O que começou como um fenômeno localizado em Niterói já acende um alerta nacional. Práticas silenciosas e sofisticadas de expropriação judicial de imóveis por dívidas condominiais estão se multiplicando e já podem estar sendo replicadas em outras cidades brasileiras. Por trás de portarias discretas e assembleias silenciosas, um esquema sombrio se desenrola: a chamada “máfia dos condomínios”.
Alguns síndicos profissionais, conselhos administrativos e administradoras estariam agindo em conluio para transformar inadimplência em oportunidade de lucro. Imóveis de alto valor são levados a leilão com rapidez incomum, muitas vezes sem que os proprietários tenham tempo hábil para se defender. O resultado? Famílias despejadas, idosos desamparados e herdeiros privados de seus bens — tudo sob o manto da legalidade.
Em bairros nobres como Icaraí, Ingá e Santa Rosa, moradores relatam perseguições, assembleias manipuladas e ameaças judiciais. A moradia, direito constitucional, está sendo tratada como mercadoria em um jogo de interesses escusos.

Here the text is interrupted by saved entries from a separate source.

impl HtmlRenderer {
    #[must_use]
    pub fn new() -> Self {
        Self {
            output: String::with_capacity(4096),
            code: CodeBlockState::default(),
            image: ImageState::default(),
            title: TitleState::default(),
            footnotes: FootnoteState::default(),
            alignments: Vec::new(),
            in_table_head: false,
            cell_index: 0,
            processors: Vec::new(),
            code_block_index: 0,
        }
    }

    /// Add a code block processor.
    #[must_use]
    pub fn with_processor<P: CodeBlockProcessor + 'static>(mut self, processor: P) -> Self {
        self.processors.push(Box::new(processor));
        self
    }

    /// Blocks captured by processors as placeholders.
    #[must_use]
    pub fn extracted_code_blocks(&self) -> Vec<ExtractedCodeBlock> {
        self.processors
            .iter()
            .flat_map(|p| p.extracted())
            .cloned()
            .collect()
    }

    /// Parse and render `markdown`, then let processors replace their placeholders.
    pub fn render(&mut self, markdown: &str) -> RenderResult {
        let options = Options::ENABLE_TABLES
            | Options::ENABLE_STRIKETHROUGH
            | Options::ENABLE_TASKLISTS
            | Options::ENABLE_FOOTNOTES
            | Options::ENABLE_DEFINITION_LIST;
        for event in Parser::new_ext(markdown, options) {
            self.process_event(event);
        }

        let mut html = std::mem::take(&mut self.output);
        html.push_str(&self.footnotes.render());
        for processor in &mut self.processors {
            processor.post_process(&mut html);
        }

        RenderResult {
            html,
            title: self.title.take(),
        }
    }

    fn process_event(&mut self, event: Event<'_>) {
        match event {
            Event::Start(tag) => self.start_tag(tag),
            Event::End(tag) => self.end_tag(tag),
            Event::Text(text) => self.text(&text),
            Event::Code(code) => {
                self.title.push_text(&code);
                write!(self.output, "<code>{}</code>", escape_html(&code)).unwrap();
            }
            Event::Html(html) | Event::InlineHtml(html) => self.output.push_str(&html),
            Event::SoftBreak => {
                if self.code.is_active() {
                    self.code.push_str("\n");
                } else {
                    self.output.push('\n');
                }
            }
            Event::HardBreak => self.output.push_str("<br>"),
            Event::Rule => self.output.push_str("<hr>"),
            Event::TaskListMarker(checked) => {
                if checked {
                    self.output.push_str(r#"<input type="checkbox" checked disabled> "#);
                } else {
                    self.output.push_str(r#"<input type="checkbox" disabled> "#);
                }
            }
            Event::FootnoteReference(label) => {
                let (number, first) = self.footnotes.reference(&label);
                let id = if first {
                    format!(r#" id="fnref{number}""#)
                } else {
                    String::new()
                };
                write!(
                    self.output,
                    r##"<sup class="footnote-ref"><a href="#fn{number}"{id}>[{number}]</a></sup>"##
                )
                .unwrap();
            }
            Event::InlineMath(_) | Event::DisplayMath(_) => {}
        }
    }

    fn start_tag(&mut self, tag: Tag<'_>) {
        match tag {
            Tag::Paragraph => self.output.push_str("<p>"),
            Tag::Heading { level, .. } => {
                let level = heading_level(level);
                self.title.start_heading(level);
                write!(self.output, "<h{level}>").unwrap();
            }
            Tag::BlockQuote(_) => self.output.push_str("<blockquote>"),
            Tag::CodeBlock(kind) => {
                let language = match kind {
                    CodeBlockKind::Fenced(info) => fence_language(&info),
                    CodeBlockKind::Indented => None,
                };
                self.code.start(language);
            }
            Tag::List(start) => match start {
                Some(1) => self.output.push_str("<ol>"),
                Some(n) => write!(self.output, r#"<ol start="{n}">"#).unwrap(),
                None => self.output.push_str("<ul>"),
            },
            Tag::Item => self.output.push_str("<li>"),
            Tag::Table(alignments) => {
                if alignments.len() > WIDE_TABLE_COLUMNS {
                    self.output.push_str(r#"<table data-wide="true">"#);
                } else {
                    self.output.push_str("<table>");
                }
                self.alignments = alignments;
            }
            Tag::TableHead => {
                self.in_table_head = true;
                self.cell_index = 0;
                self.output.push_str("<thead><tr>");
            }
            Tag::TableRow => {
                self.cell_index = 0;
                self.output.push_str("<tr>");
            }
            Tag::TableCell => {
                let cell = if self.in_table_head { "th" } else { "td" };
                let style = alignment_style(self.alignments.get(self.cell_index));
                write!(self.output, "<{cell}{style}>").unwrap();
            }
            Tag::Emphasis => self.output.push_str("<em>"),
            Tag::Strong => self.output.push_str("<strong>"),
            Tag::Strikethrough => self.output.push_str("<s>"),
            Tag::Link { dest_url, .. } => {
                write!(self.output, r#"<a href="{}">"#, escape_html(&dest_url)).unwrap();
            }
            Tag::Image { dest_url, title, .. } => {
                self.image.start(dest_url.to_string(), title.to_string());
            }
            Tag::Superscript => self.output.push_str("<sup>"),
            Tag::Subscript => self.output.push_str("<sub>"),
            Tag::FootnoteDefinition(label) => {
                let output = std::mem::take(&mut self.output);
                self.footnotes.start_definition(&label, output);
            }
            Tag::DefinitionList => self.output.push_str("<dl>"),
            Tag::DefinitionListTitle => self.output.push_str("<dt>"),
            Tag::DefinitionListDefinition => self.output.push_str("<dd>"),
            Tag::HtmlBlock | Tag::MetadataBlock(_) => {}
        }
    }

    fn end_tag(&mut self, tag: TagEnd) {
        match tag {
            TagEnd::Paragraph => self.output.push_str("</p>"),
            TagEnd::Heading(level) => {
                self.title.end_heading();
                write!(self.output, "</h{}>", heading_level(level)).unwrap();
            }
            TagEnd::BlockQuote(_) => self.output.push_str("</blockquote>"),
            TagEnd::CodeBlock => self.end_code_block(),
            TagEnd::List(ordered) => self.output.push_str(if ordered { "</ol>" } else { "</ul>" }),
            TagEnd::Item => self.output.push_str("</li>"),
            TagEnd::Table => self.output.push_str("</tbody></table>"),
            TagEnd::TableHead => {
                self.in_table_head = false;
                self.output.push_str("</tr></thead><tbody>");
            }
            TagEnd::TableRow => self.output.push_str("</tr>"),
            TagEnd::TableCell => {
                self.output
                    .push_str(if self.in_table_head { "</th>" } else { "</td>" });
                self.cell_index += 1;
            }
            TagEnd::Emphasis => self.output.push_str("</em>"),
            TagEnd::Strong => self.output.push_str("</strong>"),
            TagEnd::Strikethrough => self.output.push_str("</s>"),
            TagEnd::Link => self.output.push_str("</a>"),
            TagEnd::Image => {
                if let Some((src, title, alt)) = self.image.end() {
                    let title_attr = if title.is_empty() {
                        String::new()
                    } else {
                        format!(r#" title="{}""#, escape_html(&title))
                    };
                    write!(
                        self.output,
                        r#"<img src="{}"{title_attr} alt="{}">"#,
                        escape_html(&src),
                        escape_html(&alt)
                    )
                    .unwrap();
                }
            }
            TagEnd::Superscript => self.output.push_str("</sup>"),
            TagEnd::Subscript => self.output.push_str("</sub>"),
            TagEnd::FootnoteDefinition => {
                let body = std::mem::take(&mut self.output);
                if let Some(output) = self.footnotes.end_definition(body) {
                    self.output = output;
                }
            }
            TagEnd::DefinitionList => self.output.push_str("</dl>"),
            TagEnd::DefinitionListTitle => self.output.push_str("</dt>"),
            TagEnd::DefinitionListDefinition => self.output.push_str("</dd>"),
            TagEnd::HtmlBlock | TagEnd::MetadataBlock(_) => {}
        }
    }

    fn end_code_block(&mut self) {
        let (language, content) = self.code.end();
        let index = self.code_block_index;
        self.code_block_index += 1;

        if let Some(language) = language.as_deref() {
            for processor in &mut self.processors {
                match processor.process(language, &content, index) {
                    ProcessResult::Placeholder(html) | ProcessResult::Inline(html) => {
                        self.output.push_str(&html);
                        return;
                    }
                    ProcessResult::PassThrough => {}
                }
            }
        }

        let class = language
            .as_deref()
            .map(|l| format!(r#" class="language-{}""#, escape_html(l)))
            .unwrap_or_default();
        write!(
            self.output,
            r#"<div class="highlight"><pre><code{class}>{}</code></pre></div>"#,
            highlight_code(language.as_deref(), &content)
        )
        .unwrap();
    }

    fn text(&mut self, text: &str) {
        if self.code.is_active() {
            self.code.push_str(text);
        } else if self.image.is_active() {
            self.image.push_str(text);
        } else {
            self.title.push_text(text);
            self.output.push_str(&escape_html(text));
        }
    }
}
//! Line-oriented block classifier.
//!
//! A single forward pass over the source lines with three modes: normal,
//! inside a fenced code block, and inside a pipe table. A table ends at the
//! first line that is not a table line; that line is then classified in
//! normal mode, so nothing is consumed twice.

use std::collections::VecDeque;
use std::iter::Peekable;
use std::str::Lines;

use crate::block::{Block, is_diagram_language};
use crate::fence::Fence;
use crate::table::TableRows;

/// Deepest heading level recognized; deeper markers read as paragraphs.
const MAX_HEADING_LEVEL: usize = 4;

/// Classify markdown into blocks.
///
/// The returned iterator is lazy and finite; call `classify` again (or clone
/// the iterator) to restart from the beginning.
#[must_use]
pub fn classify(markdown: &str) -> Blocks<'_> {
    Blocks {
        lines: markdown.lines().peekable(),
        pending: VecDeque::new(),
    }
}

/// Iterator over the blocks of a markdown document.
#[derive(Clone, Debug)]
pub struct Blocks<'a> {
    lines: Peekable<Lines<'a>>,
    /// Line blocks recovered from a rejected table.
    pending: VecDeque<Block>,
}

impl Iterator for Blocks<'_> {
    type Item = Block;

    fn next(&mut self) -> Option<Block> {
        if let Some(block) = self.pending.pop_front() {
            return Some(block);
        }
        let line = self.lines.next()?;
        let trimmed = line.trim();

        if let Some(fence) = Fence::open(trimmed) {
            return Some(self.fenced_block(&fence));
        }
        if is_table_line(trimmed) {
            return self.table(line);
        }
        Some(classify_line(line, trimmed))
    }
}

impl Blocks<'_> {
    /// Consume lines up to the closing fence (or end of input).
    fn fenced_block(&mut self, fence: &Fence<'_>) -> Block {
        let mut lines = Vec::new();
        let mut closed = false;
        for line in self.lines.by_ref() {
            if fence.closed_by(line) {
                closed = true;
                break;
            }
            lines.push(line);
        }

        if !closed {
            tracing::debug!(lines = lines.len(), "Unterminated code fence flushed at end of input");
        }

        let text = lines.join("\n");
        match fence.language() {
            Some(language) if is_diagram_language(language) => Block::Diagram {
                language: language.to_owned(),
                source: text,
            },
            language => Block::CodeBlock {
                language: language.map(str::to_owned),
                text,
            },
        }
    }

    /// Consume the remaining lines of a table starting at `first`.
    ///
    /// Lines that do not form a table are classified one by one instead.
    fn table(&mut self, first: &str) -> Option<Block> {
        let mut lines = vec![first];
        while let Some(next) = self.lines.next_if(|line| is_table_line(line.trim())) {
            lines.push(next);
        }

        if let Some(rows) = TableRows::parse(&lines) {
            return Some(Block::Table(rows));
        }
        tracing::debug!(lines = lines.len(), "Pipe lines with fewer than two rows kept as text");
        self.pending
            .extend(lines.iter().map(|line| classify_line(line, line.trim())));
        self.pending.pop_front()
    }
}

fn is_table_line(trimmed: &str) -> bool {
    trimmed.contains('|') && !trimmed.starts_with('#')
}

fn classify_line(line: &str, trimmed: &str) -> Block {
    if trimmed.is_empty() {
        return Block::Blank;
    }
    if let Some(block) = heading(trimmed) {
        return block;
    }
    if is_rule(trimmed) {
        return Block::Rule;
    }
    if let Some(text) = trimmed
        .strip_prefix("- ")
        .or_else(|| trimmed.strip_prefix("* "))
    {
        return Block::BulletItem {
            indent: indent_depth(line),
            text: text.trim().to_owned(),
        };
    }
    if let Some(block) = numbered_item(trimmed) {
        return block;
    }
    Block::Paragraph(trimmed.to_owned())
}

fn heading(trimmed: &str) -> Option<Block> {
    let hashes = trimmed.bytes().take_while(|&b| b == b'#').count();
    if hashes == 0 || hashes > MAX_HEADING_LEVEL {
        return None;
    }
    let text = trimmed[hashes..].strip_prefix(' ')?;
    Some(Block::Heading {
        level: u8::try_from(hashes).ok()?,
        text: text.trim().to_owned(),
    })
}

fn is_rule(trimmed: &str) -> bool {
    let mut chars = trimmed.chars();
    match chars.next() {
        Some(first @ ('-' | '*' | '_')) => trimmed.len() >= 3 && chars.all(|c| c == first),
        _ => false,
    }
}

fn numbered_item(trimmed: &str) -> Option<Block> {
    let digits = trimmed.bytes().take_while(u8::is_ascii_digit).count();
    if digits == 0 {
        return None;
    }
    let rest = &trimmed[digits..];
    let text = rest.strip_prefix(". ").or_else(|| rest.strip_prefix(") "))?;
    Some(Block::NumberedItem {
        number: trimmed[..digits].parse().ok()?,
        text: text.trim().to_owned(),
    })
}

/// Number of leading two-space pairs.
fn indent_depth(line: &str) -> usize {
    line.bytes().take_while(|&b| b == b' ').count() / 2
}
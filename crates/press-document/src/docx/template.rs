//! Reference template for pandoc.

use docx_rs::{Docx, Paragraph, Run};

use super::{decorate, pack};
use crate::error::DocumentError;

/// A minimal DOCX carrying the page header, footer and heading styles.
///
/// Pandoc copies these from the file given as `--reference-doc`.
pub fn reference_docx(marker: &str) -> Result<Vec<u8>, DocumentError> {
    let docx = decorate(Docx::new(), marker)
        .add_paragraph(Paragraph::new().add_run(Run::new().add_text("")));
    pack(docx)
}
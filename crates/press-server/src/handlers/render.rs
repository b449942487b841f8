//! Document rendering endpoints.
//!
//! `POST /render/{pdf,docx}` take a JSON body through axum's extractor.
//! The `-raw` variants read the body as bytes and parse it themselves so
//! that malformed JSON is reported in the same error shape.

use std::sync::Arc;

use axum::Json;
use axum::body::Bytes;
use axum::extract::State;
use axum::extract::rejection::JsonRejection;
use axum::http::header;
use axum::response::{IntoResponse, Response};
use press_document::{OutputFormat, RenderRequest};
use serde::Deserialize;

use crate::error::ServerError;
use crate::sanitize::{sanitize_css, sanitize_filename, sanitize_markdown};
use crate::state::AppState;

/// Request body shared by all rendering endpoints.
#[derive(Debug, Deserialize)]
pub(crate) struct RenderBody {
    markdown: Option<String>,
    filename: Option<String>,
    css: Option<String>,
}

impl RenderBody {
    /// Sanitised request. `allow_empty` permits an empty markdown string.
    fn into_request(self, allow_empty: bool) -> Result<RenderRequest, ServerError> {
        let markdown = self
            .markdown
            .filter(|m| allow_empty || !m.is_empty())
            .ok_or_else(|| ServerError::InvalidInput("markdown field is required".to_owned()))?;
        Ok(RenderRequest {
            markdown: sanitize_markdown(&markdown),
            filename: Some(sanitize_filename(self.filename.as_deref())),
            css: self.css.as_deref().map(sanitize_css),
            ..RenderRequest::default()
        })
    }
}

fn parse_raw(body: &[u8]) -> Result<RenderBody, ServerError> {
    serde_json::from_slice(body)
        .map_err(|e| ServerError::InvalidInput(format!("Invalid JSON: {e}")))
}

async fn render(
    state: &AppState,
    request: RenderRequest,
    format: OutputFormat,
) -> Result<Response, ServerError> {
    let pipeline = Arc::clone(&state.pipeline);
    let stem = request.filename.clone().unwrap_or_else(|| sanitize_filename(None));
    tracing::info!(%format, filename = %stem, bytes = request.markdown.len(), "Render request");

    let artifact = tokio::task::spawn_blocking(move || pipeline.render(&request, format))
        .await
        .map_err(|e| ServerError::Task(e.to_string()))??;

    let disposition = format!("attachment; filename=\"{}\"", artifact.file_name(&stem));
    Ok((
        [
            (header::CONTENT_TYPE, format.content_type().to_owned()),
            (header::CONTENT_DISPOSITION, disposition),
        ],
        artifact.into_bytes(),
    )
        .into_response())
}

async fn render_json(
    state: &AppState,
    body: Result<Json<RenderBody>, JsonRejection>,
    format: OutputFormat,
) -> Result<Response, ServerError> {
    let Json(body) = body.map_err(|e| ServerError::InvalidInput(e.body_text()))?;
    render(state, body.into_request(true)?, format).await
}

async fn render_raw(
    state: &AppState,
    body: &[u8],
    format: OutputFormat,
) -> Result<Response, ServerError> {
    let request = parse_raw(body)?.into_request(false)?;
    render(state, request, format).await
}

/// Handle `POST /render/pdf`.
pub(crate) async fn render_pdf(
    State(state): State<Arc<AppState>>,
    body: Result<Json<RenderBody>, JsonRejection>,
) -> Result<Response, ServerError> {
    render_json(&state, body, OutputFormat::Pdf).await
}

/// Handle `POST /render/docx`.
pub(crate) async fn render_docx(
    State(state): State<Arc<AppState>>,
    body: Result<Json<RenderBody>, JsonRejection>,
) -> Result<Response, ServerError> {
    render_json(&state, body, OutputFormat::Docx).await
}

/// Handle `POST /render/pdf-raw`.
pub(crate) async fn render_pdf_raw(
    State(state): State<Arc<AppState>>,
    body: Bytes,
) -> Result<Response, ServerError> {
    render_raw(&state, &body, OutputFormat::Pdf).await
}

/// Handle `POST /render/docx-raw`.
pub(crate) async fn render_docx_raw(
    State(state): State<Arc<AppState>>,
    body: Bytes,
) -> Result<Response, ServerError> {
    render_raw(&state, &body, OutputFormat::Docx).await
}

Movimentos sociais e associações de defesa do consumidor já estão se organizando. Petições públicas, ações coletivas e denúncias ao Ministério Público estão em curso. Há também articulações para levar o caso à Câmara Municipal de Niterói, visando a instalação de uma CPI.
O golpe começa com a dívida
Segundo relatos de vítimas, tudo começa com a cobrança de taxas atrasadas. Mesmo diante de propostas de acordo, os representantes do condomínio recusam qualquer negociação. Em seguida, o imóvel é levado a leilão com velocidade incomum — muitas vezes sem notificação adequada ao proprietário. O valor de avaliação é abaixo do mercado, e os compradores, ligados ao próprio grupo, arrematam os bens por preços irrisórios.
“A dívida não chega a 3% do valor do meu imóvel. Um absurdo. Deve ser uma máfia mesmo”, denuncia um morador afetado.
Assembleias manipuladas e perseguição
As assembleias ordinárias, onde decisões deveriam ser tomadas coletivamente, são dominadas por síndicos e conselheiros previamente alinhados. Procurações de moradores ausentes são usadas para legitimar decisões unilaterais. Em alguns casos, há perseguição pessoal contra condôminos que questionam irregularidades.
“Fui chamada de ‘fugitiva da dívida’ em ata oficial, mesmo morando há 33 anos no imóvel e tentando negociar”, relata uma moradora do Jardim Icaraí.
Segundo as denúncias, a moradia, direito constitucional, está sendo violada por uma distorção do sistema judicial. “Fui despejada com meu filho autista. Não houve empatia, nem diálogo. Só pressão e ameaça”, conta outra vítima do esquema.
Conflito de interesses e abusos administrativos
Há casos em que administradoras assumem condomínios sem aprovação em assembleia, com sócios atuando simultaneamente como jurídicos do prédio. Condôminos que exigem documentos estariam sendo ameaçados com queixas-crime.
“O prédio virou terreno de manipulação e abuso”, denuncia uma moradora do Fonseca, outro bairro afetado.
Taxas abusivas e contas ocultas
Além da expropriação, há denúncias de cobranças condominiais abusivas, falta de transparência nos extratos e uso da chamada “conta pool”, onde todas as receitas passam pela administradora — prática que especialistas consideram desnecessária e perigosa.
O que dizem os órgãos oficiais
Em nota, a Comissão de Leilões da OAB Niterói afirmou que a cobrança judicial de cotas condominiais é legítima e prevista em lei, mas que não se deve generalizar casos isolados. O Procon Niterói, por sua vez, declarou que não atua no caso por não se tratar de relação de consumo.